** Opening ENTRIES SUPPLIED block **

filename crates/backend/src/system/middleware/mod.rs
pub mod request_logger;
pub mod auth;
pub mod middleware;
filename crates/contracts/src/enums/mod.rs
pub mod order_status;
pub mod product_status;

pub use order_status::OrderStatus;
pub use product_status::ProductStatus;
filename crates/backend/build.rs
use std::env;
use std::fs;
use std::path::Path;

// Drop the workspace config.toml next to the compiled binary so the server
// picks it up without any deploy step.
fn main() {
    println!("cargo:rerun-if-changed=../../config.toml");

    // OUT_DIR sits a few levels under target/<profile>; walk back up to the
    // directory the binary lands in.
    let out_dir = env::var("OUT_DIR").unwrap();
    let profile = env::var("PROFILE").unwrap();
    let target_dir = Path::new(&out_dir)
        .ancestors()
        .find(|p| p.ends_with(&profile))
        .expect("OUT_DIR is not under the profile directory");

    let workspace_root = Path::new(env!("CARGO_MANIFEST_DIR"))
        .parent()
        .and_then(|p| p.parent())
        .expect("crate directory is not inside a workspace");

    let source = workspace_root.join("config.toml");
    let dest = target_dir.join("config.toml");

    if source.exists() {
        if let Err(e) = fs::copy(&source, &dest) {
            panic!("could not copy config.toml to {}: {}", dest.display(), e);
        }
    } else {
        println!(
            "cargo:warning=no config.toml at {}, the embedded defaults apply",
            source.display()
        );
    }
}
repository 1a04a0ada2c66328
pub mod domain;
pub mod enums;
pub mod integration;
pub mod system;
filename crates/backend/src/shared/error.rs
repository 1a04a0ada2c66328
//! Unified error surface for the integration endpoints.
//!
//! Every failure a handler can produce maps onto one of these kinds; the
//! response body always carries a human-readable message.

use axum::{
    http::StatusCode,
    response::{IntoResponse, Response},
    Json,
};
use serde::Serialize;

#[derive(Debug, Serialize)]
pub struct ErrorBody {
    pub message: String,
}

#[derive(Debug, thiserror::Error)]
pub enum ApiError {
    /// Caller holds no token, or the token is not valid
    #[error("Authentication required")]
    Unauthorized,

    /// Caller is authenticated but lacks the admin capability
    #[error("Not permitted")]
    PermissionDenied,

    /// Request body is not a JSON object
    #[error("Invalid JSON body")]
    InvalidBody,

    /// Required identifying field(s) absent from the payload
    #[error("Missing required field(s): {0}")]
    MissingField(String),

    /// A referenced record (the owning store) could not be resolved
    #[error("Online Store not found for {0}")]
    StoreNotFound(String),

    /// Requested record does not exist
    #[error("{0} not found")]
    NotFound(String),

    /// Persistence-layer failure, surfaced as-is and never retried
    #[error("storage error: {0}")]
    Storage(#[from] anyhow::Error),
}

impl IntoResponse for ApiError {
    fn into_response(self) -> Response {
        let status = match &self {
            ApiError::Unauthorized => StatusCode::UNAUTHORIZED,
            ApiError::PermissionDenied => StatusCode::FORBIDDEN,
            ApiError::InvalidBody | ApiError::MissingField(_) => StatusCode::BAD_REQUEST,
            ApiError::StoreNotFound(_) | ApiError::NotFound(_) => StatusCode::NOT_FOUND,
            ApiError::Storage(e) => {
                tracing::error!("storage failure: {e:#}");
                StatusCode::INTERNAL_SERVER_ERROR
            }
        };

        let body = Json(ErrorBody {
            message: self.to_string(),
        });

        (status, body).into_response()
    }
}

#[cfg(test)]
mod tests {
    use super::*;

    #[test]
    fn missing_field_message_names_the_fields() {
        let one = ApiError::MissingField("integration_key".into());
        assert_eq!(one.to_string(), "Missing required field(s): integration_key");

        let many = ApiError::MissingField("item_id, shop_id, region".into());
        assert_eq!(
            many.to_string(),
            "Missing required field(s): item_id, shop_id, region"
        );
    }
}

** Closing ENTRIES SUPPLIED block **

Return each full line of the entries that contains the word "failure".

WRITTEN SOLUTION
//! Every failure a handler can produce maps onto one of these kinds; the
    /// Persistence-layer failure, surfaced as-is and never retried
                tracing::error!("storage failure: {e:#}");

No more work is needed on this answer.